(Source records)
____
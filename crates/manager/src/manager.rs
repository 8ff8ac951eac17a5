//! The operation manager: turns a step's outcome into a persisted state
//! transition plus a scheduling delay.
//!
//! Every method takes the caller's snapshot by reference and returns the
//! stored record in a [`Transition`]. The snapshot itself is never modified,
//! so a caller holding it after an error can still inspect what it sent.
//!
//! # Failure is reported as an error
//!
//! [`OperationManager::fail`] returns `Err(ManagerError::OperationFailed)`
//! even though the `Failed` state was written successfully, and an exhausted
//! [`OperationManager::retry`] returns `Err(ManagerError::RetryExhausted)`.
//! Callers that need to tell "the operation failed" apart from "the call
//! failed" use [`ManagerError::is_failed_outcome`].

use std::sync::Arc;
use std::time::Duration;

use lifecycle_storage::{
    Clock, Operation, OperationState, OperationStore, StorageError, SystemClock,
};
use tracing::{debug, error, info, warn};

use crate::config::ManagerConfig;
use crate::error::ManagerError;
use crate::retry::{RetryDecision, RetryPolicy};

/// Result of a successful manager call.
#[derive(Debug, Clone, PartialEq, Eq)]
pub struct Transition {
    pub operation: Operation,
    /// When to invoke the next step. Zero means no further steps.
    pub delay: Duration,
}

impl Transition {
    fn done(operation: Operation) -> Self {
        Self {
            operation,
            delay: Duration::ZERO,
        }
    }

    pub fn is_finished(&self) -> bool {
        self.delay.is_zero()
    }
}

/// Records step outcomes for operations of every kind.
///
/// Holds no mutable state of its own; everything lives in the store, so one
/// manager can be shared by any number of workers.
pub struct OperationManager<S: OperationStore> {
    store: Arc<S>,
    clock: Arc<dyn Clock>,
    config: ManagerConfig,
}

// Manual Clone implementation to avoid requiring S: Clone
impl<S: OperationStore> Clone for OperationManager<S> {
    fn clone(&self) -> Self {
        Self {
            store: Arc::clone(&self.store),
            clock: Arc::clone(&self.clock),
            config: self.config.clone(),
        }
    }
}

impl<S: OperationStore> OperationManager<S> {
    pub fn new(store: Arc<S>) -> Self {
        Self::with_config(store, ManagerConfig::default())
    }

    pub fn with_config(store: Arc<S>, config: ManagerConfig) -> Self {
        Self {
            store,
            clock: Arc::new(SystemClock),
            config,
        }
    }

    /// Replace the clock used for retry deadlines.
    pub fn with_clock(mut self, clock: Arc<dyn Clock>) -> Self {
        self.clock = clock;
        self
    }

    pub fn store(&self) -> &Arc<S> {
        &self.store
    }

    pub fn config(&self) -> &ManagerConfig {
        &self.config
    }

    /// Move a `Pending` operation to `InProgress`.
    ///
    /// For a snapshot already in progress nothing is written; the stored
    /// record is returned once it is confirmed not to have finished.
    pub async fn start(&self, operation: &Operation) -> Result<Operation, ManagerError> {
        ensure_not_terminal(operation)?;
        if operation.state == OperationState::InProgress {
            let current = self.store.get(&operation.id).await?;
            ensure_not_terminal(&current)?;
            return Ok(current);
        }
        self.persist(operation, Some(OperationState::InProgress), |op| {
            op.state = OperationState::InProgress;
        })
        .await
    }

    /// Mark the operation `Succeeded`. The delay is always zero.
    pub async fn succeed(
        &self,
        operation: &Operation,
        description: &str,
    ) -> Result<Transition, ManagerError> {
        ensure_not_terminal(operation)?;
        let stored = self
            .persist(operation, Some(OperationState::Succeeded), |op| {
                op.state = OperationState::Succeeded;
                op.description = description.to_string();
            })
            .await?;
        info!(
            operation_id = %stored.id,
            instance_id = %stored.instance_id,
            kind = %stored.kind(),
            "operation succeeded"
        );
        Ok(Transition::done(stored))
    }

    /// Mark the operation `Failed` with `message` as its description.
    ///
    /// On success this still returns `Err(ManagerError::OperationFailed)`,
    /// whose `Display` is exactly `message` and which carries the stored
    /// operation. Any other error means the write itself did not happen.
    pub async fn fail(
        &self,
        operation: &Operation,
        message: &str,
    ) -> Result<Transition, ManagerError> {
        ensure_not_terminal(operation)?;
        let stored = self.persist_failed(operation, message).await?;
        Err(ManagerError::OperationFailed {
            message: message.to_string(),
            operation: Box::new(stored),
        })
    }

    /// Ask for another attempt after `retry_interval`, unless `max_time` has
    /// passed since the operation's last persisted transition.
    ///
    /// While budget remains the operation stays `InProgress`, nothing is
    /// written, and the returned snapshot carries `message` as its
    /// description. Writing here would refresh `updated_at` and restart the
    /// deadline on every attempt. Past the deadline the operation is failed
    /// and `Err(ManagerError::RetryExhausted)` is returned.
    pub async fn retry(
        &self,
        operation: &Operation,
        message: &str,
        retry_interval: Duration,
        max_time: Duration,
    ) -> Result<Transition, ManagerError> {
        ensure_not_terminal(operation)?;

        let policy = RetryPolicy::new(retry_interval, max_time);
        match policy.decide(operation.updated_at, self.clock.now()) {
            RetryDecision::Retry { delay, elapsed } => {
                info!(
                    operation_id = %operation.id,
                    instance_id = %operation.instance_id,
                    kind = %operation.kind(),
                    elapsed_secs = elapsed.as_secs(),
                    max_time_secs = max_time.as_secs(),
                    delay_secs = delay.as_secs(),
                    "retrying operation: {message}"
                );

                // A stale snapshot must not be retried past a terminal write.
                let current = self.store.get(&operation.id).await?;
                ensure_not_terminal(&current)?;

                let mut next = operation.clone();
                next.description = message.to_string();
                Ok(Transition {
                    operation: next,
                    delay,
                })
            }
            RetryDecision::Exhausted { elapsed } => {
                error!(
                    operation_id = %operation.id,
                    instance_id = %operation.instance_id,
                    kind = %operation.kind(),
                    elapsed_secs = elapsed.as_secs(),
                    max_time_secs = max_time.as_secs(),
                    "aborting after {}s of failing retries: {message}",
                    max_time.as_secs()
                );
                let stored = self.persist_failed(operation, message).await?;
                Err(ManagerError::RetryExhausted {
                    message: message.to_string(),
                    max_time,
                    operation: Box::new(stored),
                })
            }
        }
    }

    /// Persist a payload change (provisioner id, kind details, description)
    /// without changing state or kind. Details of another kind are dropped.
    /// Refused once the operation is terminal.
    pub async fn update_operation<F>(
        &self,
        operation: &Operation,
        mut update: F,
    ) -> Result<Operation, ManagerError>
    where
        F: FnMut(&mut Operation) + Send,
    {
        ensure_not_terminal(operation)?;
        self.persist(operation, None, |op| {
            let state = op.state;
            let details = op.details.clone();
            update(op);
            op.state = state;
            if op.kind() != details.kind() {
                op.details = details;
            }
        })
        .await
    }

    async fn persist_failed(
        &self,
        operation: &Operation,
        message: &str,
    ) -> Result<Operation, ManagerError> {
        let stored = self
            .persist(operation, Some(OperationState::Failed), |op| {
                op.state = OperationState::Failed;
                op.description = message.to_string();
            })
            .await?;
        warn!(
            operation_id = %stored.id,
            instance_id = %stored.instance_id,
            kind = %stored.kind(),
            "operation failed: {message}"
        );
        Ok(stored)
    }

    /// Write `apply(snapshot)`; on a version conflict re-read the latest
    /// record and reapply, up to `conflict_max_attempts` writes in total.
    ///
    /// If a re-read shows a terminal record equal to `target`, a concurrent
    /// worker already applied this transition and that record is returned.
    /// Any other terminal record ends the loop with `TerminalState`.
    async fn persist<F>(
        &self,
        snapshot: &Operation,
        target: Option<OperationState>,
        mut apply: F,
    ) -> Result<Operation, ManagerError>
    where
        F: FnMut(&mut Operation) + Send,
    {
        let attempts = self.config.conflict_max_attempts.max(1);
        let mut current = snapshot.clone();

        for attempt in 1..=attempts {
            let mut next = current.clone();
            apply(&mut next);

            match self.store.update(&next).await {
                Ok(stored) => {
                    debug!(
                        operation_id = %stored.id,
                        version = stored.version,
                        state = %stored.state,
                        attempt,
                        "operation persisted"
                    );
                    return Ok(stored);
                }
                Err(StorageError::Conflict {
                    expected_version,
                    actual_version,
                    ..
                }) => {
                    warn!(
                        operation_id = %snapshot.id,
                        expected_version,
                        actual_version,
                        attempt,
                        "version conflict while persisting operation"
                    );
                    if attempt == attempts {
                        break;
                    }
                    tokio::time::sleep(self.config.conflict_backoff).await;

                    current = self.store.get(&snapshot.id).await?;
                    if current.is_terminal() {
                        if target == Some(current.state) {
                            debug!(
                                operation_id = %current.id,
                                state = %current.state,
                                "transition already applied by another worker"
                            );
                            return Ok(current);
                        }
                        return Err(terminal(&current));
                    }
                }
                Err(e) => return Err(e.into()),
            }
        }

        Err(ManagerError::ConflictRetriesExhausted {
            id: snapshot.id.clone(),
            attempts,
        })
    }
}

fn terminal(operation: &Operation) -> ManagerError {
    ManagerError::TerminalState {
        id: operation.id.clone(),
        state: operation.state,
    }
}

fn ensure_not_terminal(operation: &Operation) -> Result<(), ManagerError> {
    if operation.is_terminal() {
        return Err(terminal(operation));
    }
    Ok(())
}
____
Return, from the data, each line where the string "StorageError" occurs.

    Clock, Operation, OperationState, OperationStore, StorageError, SystemClock,
                Err(StorageError::Conflict {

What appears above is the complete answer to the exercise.